Problem requirements
Repeat the records below word for word.

-- Data for this exercise follows --

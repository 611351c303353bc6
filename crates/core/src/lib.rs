pub mod catalog;
pub mod config;
pub mod domain;
pub mod errors;
pub mod flows;
pub mod pricelist;
pub mod pricing;

pub use catalog::{Catalog, Lookup, LookupOptions, MatchStrategy};
pub use config::{AppConfig, BotProfile, ConfigError, ConfigOverrides, LoadOptions, LogFormat};
pub use domain::order::{OrderDraft, OrderRecord};
pub use domain::product::ProductRecord;
pub use errors::{ApplicationError, DomainError, InterfaceError};
pub use flows::{
    DraftField, FormAction, FormEngine, FormEvent, FormState, FormTransitionError, OrderForm,
    OrderSession, TransitionOutcome,
};
pub use pricelist::{PriceList, PriceListError, PriceListProvider, PriceSource, ScrapedPriceList};
pub use pricing::{price_order_text, OrderQuote, PricedLine};
fn validate_llm(llm: &LlmConfig) -> Result<(), ConfigError> {
    if llm.timeout_secs == 0 || llm.timeout_secs > 300 {
        return Err(ConfigError::Validation(
            "llm.timeout_secs must be in range 1..=300".to_string(),
        ));
    }

    if !is_http_url(&llm.base_url) {
        return Err(ConfigError::Validation(
            "llm.base_url must start with http:// or https://".to_string(),
        ));
    }

    if llm.model.as_ref().is_some_and(|model| model.trim().is_empty()) {
        return Err(ConfigError::Validation("llm.model must not be blank when set".to_string()));
    }

    Ok(())
}

fn validate_pricelist(pricelist: &PriceListConfig) -> Result<(), ConfigError> {
    if !is_http_url(&pricelist.url) {
        return Err(ConfigError::Validation(
            "pricelist.url must start with http:// or https://".to_string(),
        ));
    }

    if pricelist.timeout_secs == 0 || pricelist.timeout_secs > 300 {
        return Err(ConfigError::Validation(
            "pricelist.timeout_secs must be in range 1..=300".to_string(),
        ));
    }

    Ok(())
}

fn validate_orders(orders: &OrdersConfig) -> Result<(), ConfigError> {
    if orders.log_path.as_os_str().is_empty() {
        return Err(ConfigError::Validation("orders.log_path must not be empty".to_string()));
    }

    Ok(())
}

fn validate_server(server: &ServerConfig) -> Result<(), ConfigError> {
    if server.port == 0 {
        return Err(ConfigError::Validation("server.port must be greater than zero".to_string()));
    }

    Ok(())
}

fn validate_logging(logging: &LoggingConfig) -> Result<(), ConfigError> {
    let level = logging.level.trim().to_ascii_lowercase();
    match level.as_str() {
        "trace" | "debug" | "info" | "warn" | "error" => Ok(()),
        _ => Err(ConfigError::Validation(
            "logging.level must be one of trace|debug|info|warn|error".to_string(),
        )),
    }
}

fn is_http_url(value: &str) -> bool {
    value.starts_with("http://") || value.starts_with("https://")
}

// The platform treats chat id 0 as "no admin configured".
fn non_zero_chat(chat_id: i64) -> Option<i64> {
    (chat_id != 0).then_some(chat_id)
}

fn read_env(key: &str) -> Option<String> {
    env::var(key).ok().filter(|value| !value.trim().is_empty())
}

fn read_env_pair(primary: &'static str, alias: &'static str) -> Option<(&'static str, String)> {
    read_env(primary)
        .map(|value| (primary, value))
        .or_else(|| read_env(alias).map(|value| (alias, value)))
}

fn parse_u16(key: &str, value: &str) -> Result<u16, ConfigError> {
    value.trim().parse::<u16>().map_err(|_| ConfigError::InvalidEnvOverride {
        key: key.to_string(),
        value: value.to_string(),
    })
}

fn parse_u64(key: &str, value: &str) -> Result<u64, ConfigError> {
    value.trim().parse::<u64>().map_err(|_| ConfigError::InvalidEnvOverride {
        key: key.to_string(),
        value: value.to_string(),
    })
}

fn parse_i64(key: &str, value: &str) -> Result<i64, ConfigError> {
    value.trim().parse::<i64>().map_err(|_| ConfigError::InvalidEnvOverride {
        key: key.to_string(),
        value: value.to_string(),
    })
}

#[derive(Debug, Default, Deserialize)]
struct ConfigPatch {
    telegram: Option<TelegramPatch>,
    llm: Option<LlmPatch>,
    pricelist: Option<PriceListPatch>,
    orders: Option<OrdersPatch>,
    server: Option<ServerPatch>,
    bot: Option<BotPatch>,
    logging: Option<LoggingPatch>,
}

#[derive(Debug, Default, Deserialize)]
struct TelegramPatch {
    bot_token: Option<String>,
    admin_chat_id: Option<i64>,
    api_base_url: Option<String>,
    request_timeout_secs: Option<u64>,
    poll_timeout_secs: Option<u64>,
}

#[derive(Debug, Default, Deserialize)]
struct LlmPatch {
    api_key: Option<String>,
    base_url: Option<String>,
    model: Option<String>,
    timeout_secs: Option<u64>,
}

#[derive(Debug, Default, Deserialize)]
struct PriceListPatch {
    url: Option<String>,
    timeout_secs: Option<u64>,
}

#[derive(Debug, Default, Deserialize)]
struct OrdersPatch {
    log_path: Option<PathBuf>,
}

#[derive(Debug, Default, Deserialize)]
struct ServerPatch {
    bind_address: Option<String>,
    port: Option<u16>,
}

#[derive(Debug, Default, Deserialize)]
struct BotPatch {
    profile: Option<BotProfile>,
}

#[derive(Debug, Default, Deserialize)]
struct LoggingPatch {
    level: Option<String>,
    format: Option<LogFormat>,
}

-- Data for this exercise concluded --

Response for this exercise
repository 611351c303353bc6
filename crates/core/src/lib.rs
pub mod catalog;
pub mod config;
pub mod domain;
pub mod errors;
pub mod flows;
pub mod pricelist;
pub mod pricing;

pub use catalog::{Catalog, Lookup, LookupOptions, MatchStrategy};
pub use config::{AppConfig, BotProfile, ConfigError, ConfigOverrides, LoadOptions, LogFormat};
pub use domain::order::{OrderDraft, OrderRecord};
pub use domain::product::ProductRecord;
pub use errors::{ApplicationError, DomainError, InterfaceError};
pub use flows::{
    DraftField, FormAction, FormEngine, FormEvent, FormState, FormTransitionError, OrderForm,
    OrderSession, TransitionOutcome,
};
pub use pricelist::{PriceList, PriceListError, PriceListProvider, PriceSource, ScrapedPriceList};
pub use pricing::{price_order_text, OrderQuote, PricedLine};
fn validate_llm(llm: &LlmConfig) -> Result<(), ConfigError> {
    if llm.timeout_secs == 0 || llm.timeout_secs > 300 {
        return Err(ConfigError::Validation(
            "llm.timeout_secs must be in range 1..=300".to_string(),
        ));
    }

    if !is_http_url(&llm.base_url) {
        return Err(ConfigError::Validation(
            "llm.base_url must start with http:// or https://".to_string(),
        ));
    }

    if llm.model.as_ref().is_some_and(|model| model.trim().is_empty()) {
        return Err(ConfigError::Validation("llm.model must not be blank when set".to_string()));
    }

    Ok(())
}

fn validate_pricelist(pricelist: &PriceListConfig) -> Result<(), ConfigError> {
    if !is_http_url(&pricelist.url) {
        return Err(ConfigError::Validation(
            "pricelist.url must start with http:// or https://".to_string(),
        ));
    }

    if pricelist.timeout_secs == 0 || pricelist.timeout_secs > 300 {
        return Err(ConfigError::Validation(
            "pricelist.timeout_secs must be in range 1..=300".to_string(),
        ));
    }

    Ok(())
}

fn validate_orders(orders: &OrdersConfig) -> Result<(), ConfigError> {
    if orders.log_path.as_os_str().is_empty() {
        return Err(ConfigError::Validation("orders.log_path must not be empty".to_string()));
    }

    Ok(())
}

fn validate_server(server: &ServerConfig) -> Result<(), ConfigError> {
    if server.port == 0 {
        return Err(ConfigError::Validation("server.port must be greater than zero".to_string()));
    }

    Ok(())
}

fn validate_logging(logging: &LoggingConfig) -> Result<(), ConfigError> {
    let level = logging.level.trim().to_ascii_lowercase();
    match level.as_str() {
        "trace" | "debug" | "info" | "warn" | "error" => Ok(()),
        _ => Err(ConfigError::Validation(
            "logging.level must be one of trace|debug|info|warn|error".to_string(),
        )),
    }
}

fn is_http_url(value: &str) -> bool {
    value.starts_with("http://") || value.starts_with("https://")
}

// The platform treats chat id 0 as "no admin configured".
fn non_zero_chat(chat_id: i64) -> Option<i64> {
    (chat_id != 0).then_some(chat_id)
}

fn read_env(key: &str) -> Option<String> {
    env::var(key).ok().filter(|value| !value.trim().is_empty())
}

fn read_env_pair(primary: &'static str, alias: &'static str) -> Option<(&'static str, String)> {
    read_env(primary)
        .map(|value| (primary, value))
        .or_else(|| read_env(alias).map(|value| (alias, value)))
}

fn parse_u16(key: &str, value: &str) -> Result<u16, ConfigError> {
    value.trim().parse::<u16>().map_err(|_| ConfigError::InvalidEnvOverride {
        key: key.to_string(),
        value: value.to_string(),
    })
}

fn parse_u64(key: &str, value: &str) -> Result<u64, ConfigError> {
    value.trim().parse::<u64>().map_err(|_| ConfigError::InvalidEnvOverride {
        key: key.to_string(),
        value: value.to_string(),
    })
}

fn parse_i64(key: &str, value: &str) -> Result<i64, ConfigError> {
    value.trim().parse::<i64>().map_err(|_| ConfigError::InvalidEnvOverride {
        key: key.to_string(),
        value: value.to_string(),
    })
}

#[derive(Debug, Default, Deserialize)]
struct ConfigPatch {
    telegram: Option<TelegramPatch>,
    llm: Option<LlmPatch>,
    pricelist: Option<PriceListPatch>,
    orders: Option<OrdersPatch>,
    server: Option<ServerPatch>,
    bot: Option<BotPatch>,
    logging: Option<LoggingPatch>,
}

#[derive(Debug, Default, Deserialize)]
struct TelegramPatch {
    bot_token: Option<String>,
    admin_chat_id: Option<i64>,
    api_base_url: Option<String>,
    request_timeout_secs: Option<u64>,
    poll_timeout_secs: Option<u64>,
}

#[derive(Debug, Default, Deserialize)]
struct LlmPatch {
    api_key: Option<String>,
    base_url: Option<String>,
    model: Option<String>,
    timeout_secs: Option<u64>,
}

#[derive(Debug, Default, Deserialize)]
struct PriceListPatch {
    url: Option<String>,
    timeout_secs: Option<u64>,
}

#[derive(Debug, Default, Deserialize)]
struct OrdersPatch {
    log_path: Option<PathBuf>,
}

#[derive(Debug, Default, Deserialize)]
struct ServerPatch {
    bind_address: Option<String>,
    port: Option<u16>,
}

#[derive(Debug, Default, Deserialize)]
struct BotPatch {
    profile: Option<BotProfile>,
}

#[derive(Debug, Default, Deserialize)]
struct LoggingPatch {
    level: Option<String>,
    format: Option<LogFormat>,
}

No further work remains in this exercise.